Collected data:
-=-=-=-=-

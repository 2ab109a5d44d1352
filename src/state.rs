//! Application state
//!
//! Holds the shared components handed to the web layer.

use crate::event_tracker::EventTracker;
use crate::metrics::PipelineStats;
use crate::storage::PlateStore;
use std::sync::Arc;

/// Application state shared across handlers
#[derive(Clone)]
pub struct AppState {
    /// Plate history store
    pub store: PlateStore,
    /// Pipeline counters
    pub stats: Arc<PipelineStats>,
    /// In-flight event tracker
    pub tracker: Arc<EventTracker>,
}
//! PlateStore - recognized plate persistence
//!
//! ## Responsibilities
//!
//! - Own the SQLite pool (WAL, busy timeout) used across workers
//! - Initialise the `plates` schema
//! - Answer "has this event already been recorded"
//! - Insert at most one plate per event id
//!
//! The UNIQUE constraint on the event id is the only mechanism preventing a
//! double-persist when two workers race on the same event; the losing
//! insert is a normal outcome, not an error.

use crate::error::Result;
use sqlx::sqlite::{
    SqliteConnectOptions, SqliteJournalMode, SqlitePool, SqlitePoolOptions, SqliteSynchronous,
};
use std::path::Path;
use std::time::Duration;

const BUSY_TIMEOUT: Duration = Duration::from_secs(5);
const MAX_CONNECTIONS: u32 = 5;

/// Result of an insert attempt. `AlreadyExists` is the expected outcome for
/// the loser of a same-event race or a re-delivered message.
#[derive(Debug, Clone, Copy, PartialEq, Eq)]
pub enum InsertOutcome {
    Inserted,
    AlreadyExists,
}

/// Plate history store backed by a single local SQLite file.
#[derive(Clone)]
pub struct PlateStore {
    pool: SqlitePool,
}

impl PlateStore {
    /// Open (creating if missing) the database file and initialise the
    /// schema.
    pub async fn open(path: &Path) -> Result<Self> {
        let options = SqliteConnectOptions::new()
            .filename(path)
            .create_if_missing(true)
            .journal_mode(SqliteJournalMode::Wal)
            .synchronous(SqliteSynchronous::Normal)
            .busy_timeout(BUSY_TIMEOUT)
            .foreign_keys(true);

        let pool = SqlitePoolOptions::new()
            .max_connections(MAX_CONNECTIONS)
            .connect_with(options)
            .await?;

        let store = Self { pool };
        store.init_schema().await?;
        tracing::debug!(path = %path.display(), "Database initialised");
        Ok(store)
    }

    /// In-memory store for tests. A single connection keeps every operation
    /// on the same database.
    pub async fn open_in_memory() -> Result<Self> {
        let options = SqliteConnectOptions::new()
            .in_memory(true)
            .foreign_keys(true);

        let pool = SqlitePoolOptions::new()
            .max_connections(1)
            .connect_with(options)
            .await?;

        let store = Self { pool };
        store.init_schema().await?;
        Ok(store)
    }

    async fn init_schema(&self) -> Result<()> {
        sqlx::query(
            r#"
            CREATE TABLE IF NOT EXISTS plates (
                id INTEGER PRIMARY KEY AUTOINCREMENT,
                detection_time TIMESTAMP NOT NULL,
                score TEXT NOT NULL,
                plate_number TEXT NOT NULL,
                frigate_event TEXT NOT NULL UNIQUE,
                camera_name TEXT NOT NULL
            )
            "#,
        )
        .execute(&self.pool)
        .await?;
        Ok(())
    }

    /// Whether a plate has already been persisted for this event id.
    pub async fn has_processed(&self, event_id: &str) -> Result<bool> {
        let row = sqlx::query("SELECT 1 FROM plates WHERE frigate_event = ?")
            .bind(event_id)
            .fetch_optional(&self.pool)
            .await?;

        if row.is_some() {
            tracing::debug!(event_id = %event_id, "Skipping event: already processed");
            return Ok(true);
        }
        Ok(false)
    }

    /// Insert one recognized plate. A unique-constraint rejection maps to
    /// `AlreadyExists`; every other storage failure propagates.
    pub async fn insert_plate(
        &self,
        detection_time: &str,
        score: Option<f64>,
        plate_number: &str,
        event_id: &str,
        camera_name: &str,
    ) -> Result<InsertOutcome> {
        let result = sqlx::query(
            r#"
            INSERT INTO plates (detection_time, score, plate_number, frigate_event, camera_name)
            VALUES (?, ?, ?, ?, ?)
            "#,
        )
        .bind(detection_time)
        .bind(score)
        .bind(plate_number)
        .bind(event_id)
        .bind(camera_name)
        .execute(&self.pool)
        .await;

        match result {
            Ok(_) => Ok(InsertOutcome::Inserted),
            Err(sqlx::Error::Database(db_err)) if db_err.is_unique_violation() => {
                tracing::debug!(event_id = %event_id, "Plate for event already stored");
                Ok(InsertOutcome::AlreadyExists)
            }
            Err(e) => {
                tracing::error!(event_id = %event_id, error = %e, "SQLite error storing plate");
                Err(e.into())
            }
        }
    }

    pub fn pool(&self) -> &SqlitePool {
        &self.pool
    }
}
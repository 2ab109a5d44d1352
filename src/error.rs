//! Error handling for the plate recognition service

/// Result type alias
pub type Result<T> = std::result::Result<T, Error>;

/// Error types
#[derive(Debug, thiserror::Error)]
pub enum Error {
    /// Config error
    #[error("Config error: {0}")]
    Config(String),

    /// HTTP client error
    #[error("HTTP error: {0}")]
    Http(#[from] reqwest::Error),

    /// SQLx database error
    #[error("Database error: {0}")]
    Database(#[from] sqlx::Error),

    /// Serialization error
    #[error("Serialization error: {0}")]
    Serialization(#[from] serde_json::Error),

    /// IO error
    #[error("IO error: {0}")]
    Io(#[from] std::io::Error),
}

-=-=-=-=-

» Instructions to follow:
Copy every line of the data above, beginning with the first and ending with the line that contains "- Initialise the", and give nothing more.

» Worked solution:
repository 2ab109a5d44d1352
filename src/state.rs
//! Application state
//!
//! Holds the shared components handed to the web layer.

use crate::event_tracker::EventTracker;
use crate::metrics::PipelineStats;
use crate::storage::PlateStore;
use std::sync::Arc;

/// Application state shared across handlers
#[derive(Clone)]
pub struct AppState {
    /// Plate history store
    pub store: PlateStore,
    /// Pipeline counters
    pub stats: Arc<PipelineStats>,
    /// In-flight event tracker
    pub tracker: Arc<EventTracker>,
}
//! PlateStore - recognized plate persistence
//!
//! ## Responsibilities
//!
//! - Own the SQLite pool (WAL, busy timeout) used across workers
//! - Initialise the `plates` schema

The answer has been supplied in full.